------ TASK DATA

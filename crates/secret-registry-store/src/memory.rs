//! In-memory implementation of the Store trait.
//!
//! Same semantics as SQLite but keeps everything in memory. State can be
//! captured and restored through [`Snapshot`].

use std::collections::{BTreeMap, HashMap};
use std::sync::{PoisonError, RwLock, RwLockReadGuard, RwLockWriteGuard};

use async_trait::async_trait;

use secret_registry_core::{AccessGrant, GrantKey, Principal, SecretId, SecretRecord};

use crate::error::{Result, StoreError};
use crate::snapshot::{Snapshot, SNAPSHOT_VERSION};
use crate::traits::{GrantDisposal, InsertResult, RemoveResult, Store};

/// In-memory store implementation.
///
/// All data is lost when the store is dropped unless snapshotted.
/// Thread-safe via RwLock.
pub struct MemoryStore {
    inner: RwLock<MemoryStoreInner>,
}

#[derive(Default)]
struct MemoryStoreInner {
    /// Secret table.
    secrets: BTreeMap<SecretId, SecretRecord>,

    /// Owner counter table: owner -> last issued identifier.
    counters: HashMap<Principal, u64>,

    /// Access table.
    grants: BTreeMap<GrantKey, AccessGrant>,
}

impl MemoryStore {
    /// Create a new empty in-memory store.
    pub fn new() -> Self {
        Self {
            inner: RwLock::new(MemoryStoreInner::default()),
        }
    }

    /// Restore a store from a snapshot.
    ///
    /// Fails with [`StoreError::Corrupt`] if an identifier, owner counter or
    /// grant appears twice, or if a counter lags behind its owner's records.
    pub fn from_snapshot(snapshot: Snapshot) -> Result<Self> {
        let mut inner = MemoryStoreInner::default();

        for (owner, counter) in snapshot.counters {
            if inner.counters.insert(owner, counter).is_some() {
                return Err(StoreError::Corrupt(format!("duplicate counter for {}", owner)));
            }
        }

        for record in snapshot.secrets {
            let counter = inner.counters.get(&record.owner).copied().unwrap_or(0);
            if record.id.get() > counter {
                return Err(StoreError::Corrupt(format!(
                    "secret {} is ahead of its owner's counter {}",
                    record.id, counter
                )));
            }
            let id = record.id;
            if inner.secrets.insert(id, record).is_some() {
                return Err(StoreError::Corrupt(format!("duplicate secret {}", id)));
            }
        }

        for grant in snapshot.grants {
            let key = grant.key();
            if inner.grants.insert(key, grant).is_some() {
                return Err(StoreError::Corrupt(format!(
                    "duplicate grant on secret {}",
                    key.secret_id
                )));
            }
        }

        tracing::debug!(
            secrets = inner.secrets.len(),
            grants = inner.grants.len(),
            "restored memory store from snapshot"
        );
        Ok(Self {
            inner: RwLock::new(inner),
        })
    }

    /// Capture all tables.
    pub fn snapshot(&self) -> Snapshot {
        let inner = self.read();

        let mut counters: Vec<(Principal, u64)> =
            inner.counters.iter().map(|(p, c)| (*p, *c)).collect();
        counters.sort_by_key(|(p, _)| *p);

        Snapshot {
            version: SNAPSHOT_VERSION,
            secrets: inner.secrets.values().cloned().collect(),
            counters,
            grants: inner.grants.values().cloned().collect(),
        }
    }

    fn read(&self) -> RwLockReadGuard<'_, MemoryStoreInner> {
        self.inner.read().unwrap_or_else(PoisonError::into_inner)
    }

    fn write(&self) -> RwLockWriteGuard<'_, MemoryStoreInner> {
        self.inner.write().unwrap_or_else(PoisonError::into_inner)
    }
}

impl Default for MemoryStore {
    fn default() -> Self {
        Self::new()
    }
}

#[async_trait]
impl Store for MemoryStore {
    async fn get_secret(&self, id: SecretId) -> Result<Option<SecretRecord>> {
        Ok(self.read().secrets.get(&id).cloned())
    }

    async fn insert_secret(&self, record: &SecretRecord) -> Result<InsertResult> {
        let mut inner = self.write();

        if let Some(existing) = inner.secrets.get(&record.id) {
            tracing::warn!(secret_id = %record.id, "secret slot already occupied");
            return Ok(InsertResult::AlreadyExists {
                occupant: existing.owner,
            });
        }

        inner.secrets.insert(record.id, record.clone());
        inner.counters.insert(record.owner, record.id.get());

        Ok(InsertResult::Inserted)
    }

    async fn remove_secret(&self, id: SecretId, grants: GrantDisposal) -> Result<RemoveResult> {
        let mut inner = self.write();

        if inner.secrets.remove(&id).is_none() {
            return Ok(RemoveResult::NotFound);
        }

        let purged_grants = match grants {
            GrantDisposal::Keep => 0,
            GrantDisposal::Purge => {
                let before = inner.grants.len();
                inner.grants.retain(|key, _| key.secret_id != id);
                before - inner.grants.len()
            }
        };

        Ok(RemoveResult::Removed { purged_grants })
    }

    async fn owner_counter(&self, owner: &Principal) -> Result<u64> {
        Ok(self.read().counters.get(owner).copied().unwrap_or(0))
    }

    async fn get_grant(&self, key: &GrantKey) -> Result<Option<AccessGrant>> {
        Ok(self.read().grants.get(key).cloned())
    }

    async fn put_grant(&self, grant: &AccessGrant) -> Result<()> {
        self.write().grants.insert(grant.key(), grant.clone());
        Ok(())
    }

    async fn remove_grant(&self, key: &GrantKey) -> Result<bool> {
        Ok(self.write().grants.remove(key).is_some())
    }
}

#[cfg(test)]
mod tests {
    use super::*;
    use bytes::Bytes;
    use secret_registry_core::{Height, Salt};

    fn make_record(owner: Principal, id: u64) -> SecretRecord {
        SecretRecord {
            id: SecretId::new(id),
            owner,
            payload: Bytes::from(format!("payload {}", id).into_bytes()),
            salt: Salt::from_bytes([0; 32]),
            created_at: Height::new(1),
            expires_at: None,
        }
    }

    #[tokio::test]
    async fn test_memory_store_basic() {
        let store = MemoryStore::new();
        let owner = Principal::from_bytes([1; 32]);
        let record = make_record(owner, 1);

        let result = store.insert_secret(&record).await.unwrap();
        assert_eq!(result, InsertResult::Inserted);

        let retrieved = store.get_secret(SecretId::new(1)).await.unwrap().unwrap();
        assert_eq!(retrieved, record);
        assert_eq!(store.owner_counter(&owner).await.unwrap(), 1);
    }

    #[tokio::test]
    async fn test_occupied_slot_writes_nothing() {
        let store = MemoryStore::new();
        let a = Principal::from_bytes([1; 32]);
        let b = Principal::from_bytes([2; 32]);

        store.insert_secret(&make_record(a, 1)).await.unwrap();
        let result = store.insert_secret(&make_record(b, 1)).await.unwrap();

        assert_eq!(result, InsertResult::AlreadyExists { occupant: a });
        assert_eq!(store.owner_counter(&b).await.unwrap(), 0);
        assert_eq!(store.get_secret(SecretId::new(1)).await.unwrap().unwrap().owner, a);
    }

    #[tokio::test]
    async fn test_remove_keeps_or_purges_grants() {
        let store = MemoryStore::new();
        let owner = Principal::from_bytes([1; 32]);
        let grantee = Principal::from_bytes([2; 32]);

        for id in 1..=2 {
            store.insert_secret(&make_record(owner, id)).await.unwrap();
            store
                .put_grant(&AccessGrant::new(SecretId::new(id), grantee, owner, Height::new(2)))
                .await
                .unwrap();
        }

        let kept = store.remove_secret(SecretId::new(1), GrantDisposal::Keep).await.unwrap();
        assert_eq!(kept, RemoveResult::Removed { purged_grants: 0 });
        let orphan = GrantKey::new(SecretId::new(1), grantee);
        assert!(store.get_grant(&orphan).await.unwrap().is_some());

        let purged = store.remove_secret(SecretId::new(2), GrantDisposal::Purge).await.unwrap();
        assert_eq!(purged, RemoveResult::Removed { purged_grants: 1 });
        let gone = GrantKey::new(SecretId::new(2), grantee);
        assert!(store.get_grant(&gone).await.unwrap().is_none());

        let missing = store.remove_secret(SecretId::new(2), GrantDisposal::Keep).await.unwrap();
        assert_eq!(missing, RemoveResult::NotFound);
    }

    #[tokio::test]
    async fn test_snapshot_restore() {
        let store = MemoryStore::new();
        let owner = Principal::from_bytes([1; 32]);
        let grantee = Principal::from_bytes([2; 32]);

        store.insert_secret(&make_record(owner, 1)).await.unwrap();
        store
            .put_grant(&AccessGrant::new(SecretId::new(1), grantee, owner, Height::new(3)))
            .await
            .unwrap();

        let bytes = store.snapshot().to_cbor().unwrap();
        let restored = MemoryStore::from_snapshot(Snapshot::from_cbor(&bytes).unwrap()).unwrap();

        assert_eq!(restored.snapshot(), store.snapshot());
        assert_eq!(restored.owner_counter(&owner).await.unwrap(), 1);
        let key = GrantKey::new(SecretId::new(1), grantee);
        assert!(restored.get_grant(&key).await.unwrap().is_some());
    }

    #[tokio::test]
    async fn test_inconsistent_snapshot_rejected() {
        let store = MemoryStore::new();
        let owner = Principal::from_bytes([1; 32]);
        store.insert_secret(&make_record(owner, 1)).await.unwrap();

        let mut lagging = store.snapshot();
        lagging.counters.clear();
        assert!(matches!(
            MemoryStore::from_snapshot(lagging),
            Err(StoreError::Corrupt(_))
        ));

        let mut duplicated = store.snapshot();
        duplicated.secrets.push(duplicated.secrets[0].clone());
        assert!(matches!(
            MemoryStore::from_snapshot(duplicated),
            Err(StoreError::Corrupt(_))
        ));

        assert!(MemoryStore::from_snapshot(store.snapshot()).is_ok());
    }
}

------------

### DIRECTIONS
The required answer is each line of the data in which the word "duplicated" appears.

### EXERCISE SOLUTION
        let mut duplicated = store.snapshot();
        duplicated.secrets.push(duplicated.secrets[0].clone());
            MemoryStore::from_snapshot(duplicated),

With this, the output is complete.